During the English Industrial Age, Charles Dickens wroteA Christmas Carol,” a novella that tells the story of a cruel man named Ebenezer Scrooge, a man of greed and self gain. In “A Christmas Carol,” Dickens wrote of the very same dark and gloomy world of which he lived. Poverty was high and disease was running rampant. People were suffering, and yet he somehow managed to write a story of hope: a story of human growth. 

The universality of the story is probably why the Indiana Repertory Theater still puts it on today. In a society like our own when people are so quick to dismiss one another, the theme of this play is still important today. Christmas is at its core about helping your fellow man and not about greed as modern Scrooges seem to misinterpret.

The showing that I went to was sold out and for a good reason. The set alone was phenomenal. The setting of the play changes so frequently, that a stationary set was ruled out. Every doorway in the play was a giant picture frame and when not in use, it was flopped down into the mounds of fake snow that covered the entire stage and disguised the hatches in the floor that characters would use to pop in and out of.

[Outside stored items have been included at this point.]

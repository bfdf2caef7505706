//! Result types for expansion runs.

use std::collections::HashMap;

use crate::stats::RunStats;
use crate::types::{ChildCodeRecord, ExpansionCandidate, ExpansionResult, FailureSummary};

/// Raw output of the orchestrator phase of a run.
///
/// `results` holds cached hits together with every result reported by a
/// worker. Candidates dispatched but never reported (after a stall abort)
/// have no entry.
#[derive(Debug, Clone, Default)]
#[cfg_attr(feature = "serde", derive(serde::Serialize, serde::Deserialize))]
pub struct ExpansionOutcome {
    /// Unique candidates in selection order.
    pub candidates: Vec<ExpansionCandidate>,
    /// Candidates dropped as known to have no descendants.
    pub skipped: Vec<ExpansionCandidate>,
    /// Results keyed by code.
    pub results: HashMap<String, ExpansionResult>,
    /// Pool size used for the run.
    pub worker_count: usize,
    /// Workers that reported back.
    pub completed_count: usize,
    /// Reported results that carry an error.
    pub failed_count: usize,
    /// Candidates answered from the cache.
    pub cached_count: usize,
    /// Whether the run was abandoned after a stall.
    pub aborted: bool,
    /// Run statistics.
    pub stats: RunStats,
}

impl ExpansionOutcome {
    /// Returns the result for `code`, if one was produced.
    pub fn result(&self, code: &str) -> Option<&ExpansionResult> {
        self.results.get(code)
    }

    /// Candidates that have no result because the run was abandoned.
    pub fn unreported(&self) -> impl Iterator<Item = &ExpansionCandidate> {
        self.candidates
            .iter()
            .filter(|candidate| !self.results.contains_key(&candidate.code))
    }

    /// Total number of descendants across successful results.
    pub fn total_children(&self) -> usize {
        self.results.values().map(ExpansionResult::child_count).sum()
    }
}

/// Overall status of a run, for presentation.
#[derive(Debug, Clone, Copy, PartialEq, Eq)]
#[cfg_attr(feature = "serde", derive(serde::Serialize, serde::Deserialize))]
pub enum RunStatus {
    /// Every candidate expanded successfully.
    Complete,
    /// The run finished but some codes failed.
    PartialFailure,
    /// The run was abandoned after a stall.
    Aborted,
}

/// Everything the presentation layer needs to render a run.
#[derive(Debug, Clone)]
#[cfg_attr(feature = "serde", derive(serde::Serialize, serde::Deserialize))]
pub struct ExpansionRunResult {
    /// Orchestrator output.
    pub outcome: ExpansionOutcome,
    /// Flattened child rows.
    pub records: Vec<ChildCodeRecord>,
    /// Codes that failed or were never reported.
    pub failures: Vec<FailureSummary>,
}

impl ExpansionRunResult {
    /// Workers that reported back.
    pub fn completed_count(&self) -> usize {
        self.outcome.completed_count
    }

    /// Reported results that carry an error.
    pub fn failed_count(&self) -> usize {
        self.outcome.failed_count
    }

    /// Whether the run was abandoned after a stall.
    pub fn aborted(&self) -> bool {
        self.outcome.aborted
    }

    /// Overall status of the run.
    pub fn status(&self) -> RunStatus {
        if self.outcome.aborted {
            RunStatus::Aborted
        } else if self.failures.is_empty() {
            RunStatus::Complete
        } else {
            RunStatus::PartialFailure
        }
    }
}
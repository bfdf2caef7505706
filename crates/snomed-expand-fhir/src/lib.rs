//! # snomed-expand-fhir
//!
//! FHIR terminology server client for `snomed-expand`.
//!
//! [`FhirTerminologyClient`] implements
//! [`ExpansionClient`](snomed_expand::ExpansionClient) on top of the
//! `ValueSet/$expand` operation with an implicit ECL value set
//! (`http://snomed.info/sct?fhir_vs=ecl/<< {code}`). Servers protected by
//! OAuth2 client credentials are supported; the token is fetched once in
//! `prepare` and shared by all workers.
//!
//! ## Example
//!
//! ```no_run
//! use snomed_expand::{CodeMappingTable, ExpansionCache, ExpansionOrchestrator, RunOptions};
//! use snomed_expand_fhir::{FhirClientConfig, FhirTerminologyClient};
//! use std::sync::Arc;
//!
//! let config = FhirClientConfig::builder("https://ontology.example.org/fhir")
//!     .with_token_url("https://ontology.example.org/authorisation/token")
//!     .with_credentials("client-id", "client-secret")
//!     .build()?;
//!
//! let orchestrator = ExpansionOrchestrator::new(Arc::new(FhirTerminologyClient::new(config)?));
//! let mut cache = ExpansionCache::default();
//! let run = orchestrator.run_expansion(
//!     Vec::new(),
//!     &RunOptions::default(),
//!     &mut cache,
//!     &CodeMappingTable::new(),
//! )?;
//! println!("{}", run.outcome.stats);
//! # Ok::<(), Box<dyn std::error::Error>>(())
//! ```

#![warn(missing_docs)]

mod auth;
mod client;
mod config;
mod error;
mod response;

pub use auth::TokenProvider;
pub use client::FhirTerminologyClient;
pub use config::{ClientCredentials, FhirClientConfig, FhirClientConfigBuilder, SNOMED_CT_SYSTEM};
pub use error::{FhirError, FhirResult};
pub use response::{
    parse_expansion_page, parse_outcome_message, Expansion, ExpansionPage, ExpansionRow,
    OperationOutcome, TokenResponse, ValueSetResponse,
};
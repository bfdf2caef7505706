//! Blocking FHIR `$expand` client.

use reqwest::blocking::{Client, RequestBuilder};
use reqwest::header::{ACCEPT, USER_AGENT};
use reqwest::StatusCode;
use tracing::{debug, warn};

use snomed_expand::{CancellationToken, ClientError, ExpansionClient, ExpansionResult};

use crate::auth::TokenProvider;
use crate::config::FhirClientConfig;
use crate::error::{FhirError, FhirResult};
use crate::response::{parse_expansion_page, parse_outcome_message};

const FHIR_JSON: &str = "application/fhir+json";

/// Expands SNOMED CT codes to their descendants through a FHIR terminology
/// server's `ValueSet/$expand` operation.
///
/// One instance is shared by every worker thread of a run. The underlying
/// HTTP client pools connections and the bearer token is cached.
///
/// # Example
///
/// ```no_run
/// use snomed_expand::ExpansionOrchestrator;
/// use snomed_expand_fhir::{FhirClientConfig, FhirTerminologyClient};
/// use std::sync::Arc;
///
/// let config = FhirClientConfig::builder("https://tx.example.org/fhir")
///     .build()
///     .unwrap();
/// let client = FhirTerminologyClient::new(config).unwrap();
/// let orchestrator = ExpansionOrchestrator::new(Arc::new(client));
/// ```
#[derive(Debug)]
pub struct FhirTerminologyClient {
    config: FhirClientConfig,
    http: Client,
    auth: Option<TokenProvider>,
}

impl FhirTerminologyClient {
    /// Creates a client from the given configuration.
    pub fn new(config: FhirClientConfig) -> FhirResult<Self> {
        let http = Client::builder()
            .timeout(config.request_timeout)
            .build()?;

        let auth = match (&config.token_url, &config.credentials) {
            (Some(token_url), Some(credentials)) => {
                Some(TokenProvider::new(token_url.clone(), credentials.clone()))
            }
            _ => None,
        };

        Ok(Self { config, http, auth })
    }

    /// Returns the client configuration.
    pub fn config(&self) -> &FhirClientConfig {
        &self.config
    }

    /// Builds the `$expand` URL for one page of `<< code`.
    pub fn expand_url(&self, code: &str, include_inactive: bool, offset: usize) -> String {
        let value_set = format!("{}?fhir_vs=ecl/<< {}", self.config.code_system, code);
        format!(
            "{}/ValueSet/$expand?url={}&count={}&offset={}&activeOnly={}",
            self.config.base_url,
            urlencoding::encode(&value_set),
            self.config.page_size,
            offset,
            !include_inactive
        )
    }

    fn check_auth_settings(&self) -> FhirResult<()> {
        match (&self.config.token_url, &self.config.credentials) {
            (Some(_), None) => Err(FhirError::Unauthorized(
                "token URL configured without client credentials".to_string(),
            )),
            (None, Some(_)) => Err(FhirError::Unauthorized(
                "client credentials configured without token URL".to_string(),
            )),
            _ => Ok(()),
        }
    }

    fn authorize(&self, request: RequestBuilder) -> FhirResult<RequestBuilder> {
        match &self.auth {
            Some(auth) => Ok(request.bearer_auth(auth.bearer_token(&self.http)?)),
            None => Ok(request),
        }
    }

    fn fetch_page(&self, code: &str, include_inactive: bool, offset: usize) -> FhirResult<String> {
        let url = self.expand_url(code, include_inactive, offset);
        debug!(code, offset, "Fetching expansion page");

        let request = self
            .http
            .get(&url)
            .header(ACCEPT, FHIR_JSON)
            .header(USER_AGENT, concat!("snomed-expand/", env!("CARGO_PKG_VERSION")));
        let response = self.authorize(request)?.send()?;

        let status = response.status();
        let body = response.text()?;
        if status.is_success() {
            return Ok(body);
        }

        let message = parse_outcome_message(&body).unwrap_or_else(|| {
            status
                .canonical_reason()
                .unwrap_or("unexpected status")
                .to_string()
        });

        match status {
            StatusCode::UNAUTHORIZED | StatusCode::FORBIDDEN => {
                if let Some(auth) = &self.auth {
                    auth.invalidate();
                }
                Err(FhirError::Unauthorized(message))
            }
            StatusCode::NOT_FOUND => Err(FhirError::NotFound(format!("{code}: {message}"))),
            _ => Err(FhirError::Status {
                status: status.as_u16(),
                message,
            }),
        }
    }

    /// Expands `code`, following pages until the server's total is reached.
    pub fn expand_code(
        &self,
        code: &str,
        include_inactive: bool,
        cancel: &CancellationToken,
    ) -> FhirResult<ExpansionResult> {
        let mut parent_display = None;
        let mut children = Vec::new();
        let mut offset = 0;
        let mut seen_rows = 0;

        loop {
            if cancel.is_cancelled() {
                return Err(FhirError::Cancelled);
            }

            let body = self.fetch_page(code, include_inactive, offset)?;
            let page = parse_expansion_page(code, &body)?;

            if page.parent_display.is_some() {
                parent_display = page.parent_display;
            }
            children.extend(page.children);
            seen_rows += page.row_count;
            offset += page.row_count;

            let done = match page.total {
                Some(total) => seen_rows >= total,
                None => page.row_count < self.config.page_size,
            };
            if page.row_count == 0 || done {
                break;
            }
        }

        // `<< code` always contains the code itself when the code exists
        if seen_rows == 0 {
            return Err(FhirError::NotFound(code.to_string()));
        }

        Ok(ExpansionResult::success(
            code,
            parent_display.unwrap_or_default(),
            children,
        ))
    }
}

impl ExpansionClient for FhirTerminologyClient {
    fn prepare(&self) -> Result<(), ClientError> {
        self.check_auth_settings()?;
        if let Some(auth) = &self.auth {
            auth.bearer_token(&self.http).map_err(|err| {
                warn!(error = %err, "Could not obtain access token");
                ClientError::Auth(err.to_string())
            })?;
        }
        Ok(())
    }

    fn expand(
        &self,
        code: &str,
        include_inactive: bool,
        cancel: &CancellationToken,
    ) -> Result<ExpansionResult, ClientError> {
        self.expand_code(code, include_inactive, cancel)
            .map_err(ClientError::from)
    }
}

The costuming was surreal, a perfect representation of the period. It was ragged and at times quite scary. Marley, Scrooge’s deceased business partner, was truly terrifying, as was the ghost of Christmas yet to come.

The actress who played the ghost of Christmas present stole the show and was hilarious to watch on stage.  Tiny Tim was the most pitiful thing you ever saw, but remained so optimistic you couldn’t help but to smile.

Scrooge made the greatest turnaround of them all, from chasing carolers off his doorstep to excitedly doing snow angels in the faux snow. He was, however, not my ideal Scrooge because he seemed stale and like a caricature of the character. Everything he did was either in the extreme of hatefulness or like a drugged giraffe, in his clumsiness. There wasn’t enough of a flow into the dramatic change.

That being said, every other aspect of the show was perfect.

The show was relatively affordable compared to other theatrical performances. Student discount made the ticket roughly $45. The IRT is a stunning historic building, where every single seat seems to have the best view and the best acoustics. I highly recommend going to see “A Christmas Carol” at the IRT and clearly it is a good show, because it is run annually.